You don't want just two though, better with three. Two can just concentrate on fighting all the time, three breaks that up. When I kept two tups together I kept a wether the same age in with them.

ScotsGirl

  • Joined Dec 2009
  • Wiltshire
Re: Keeping Rams together
« Reply #17 on: August 13, 2012, 09:47:33 pm »
I have kept my big Suffolk with last year's crossbred tup who will go in freezer this year. He was smaller but always up for a fight. Mostly they get on but we have had to separate them into separate paddocks at shearing and when we move them.

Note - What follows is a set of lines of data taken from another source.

// Ultralytics 🚀 AGPL-3.0 License - https://ultralytics.com/license

/// 检测与标注 (Detection & Annotation)
///
/// - Annotator: 逐帧推理并返回标注后的新帧, 由推理线程独占
/// - types: 检测框与NMS
/// - postprocess: YOLOv8 预处理/输出解码/类别名解析
/// - plot: 检测框绘制
/// - YoloV8Annotator: ONNX Runtime 推理 (feature = "onnx")
pub mod plot;
pub mod postprocess;
pub mod types;
#[cfg(feature = "onnx")]
pub mod yolov8;

use crate::error::AnnotateError;
use crate::pipeline::Frame;

pub use plot::BoxPlotter;
pub use types::{non_max_suppression, BBox};
#[cfg(feature = "onnx")]
pub use yolov8::YoloV8Annotator;

/// 标注器
pub trait Annotator {
    /// 推理单帧, 返回同序号、同尺寸的标注帧
    fn annotate(&mut self, frame: &Frame) -> Result<Frame, AnnotateError>;
}

impl<A: Annotator + ?Sized> Annotator for Box<A> {
    fn annotate(&mut self, frame: &Frame) -> Result<Frame, AnnotateError> {
        (**self).annotate(frame)
    }
}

Gradually split a paddock with electric and let one in each side, eventually one jumps in with other and they live happily ever after.
 
Would definitely recommend odd number though and plan to put my youngsters in with Suffolk when crossbreed goes.

SallyintNorth

  • Joined Feb 2011
  • Cornwall
  • Rarely short of an opinion but I mean well
    • Trelay Cohousing Community
Re: Keeping Rams together
« Reply #18 on: August 14, 2012, 08:43:59 am »
They'll be much the same size, I imagine, and both horned, so they should be fine.  As jaykay says, introduce them in a small space at first so they can't get a good run at each other.  We used to do it in stages - first crammed together (using a hurdle) for half an hour or so, so they start to get used to each other's smell, then give them room to turn around and have a proper sniff, but not room to ram each other, then maybe 6' square-ish, then, (always assuming they are settled each time you increase the space) 10' x 4' (room to make a bit of a run, but a corner the weaker one can hide his head in), then a small paddock or pen.  And not near the ladies for any of this, until they are settled as friends.
Don't listen to the money men - they know the price of everything and the value of nothing

Live in a cohousing community with small farm for our own use.  Dairy cows (rearing their own calves for beef), pigs, sheep for meat and fleece, ducks and hens for eggs, veg and fruit growing

omnipeasant

  • Joined May 2012
  • Llangurig , Mid Wales
Re: Keeping Rams together
« Reply #19 on: August 14, 2012, 10:04:25 am »
As others have said it is best to pen them up tightly at first. Apart from not being able to take a run at each other they get to rub smells off each other.

My six tups run together from just before lambing until tupping time. There are two horned badgers, two Llanwenogs and two ryeland x. Although it isn't usually a good idea to mix horned and polled, I find it is the oldest polled one who usually takes charge, but without much aggression.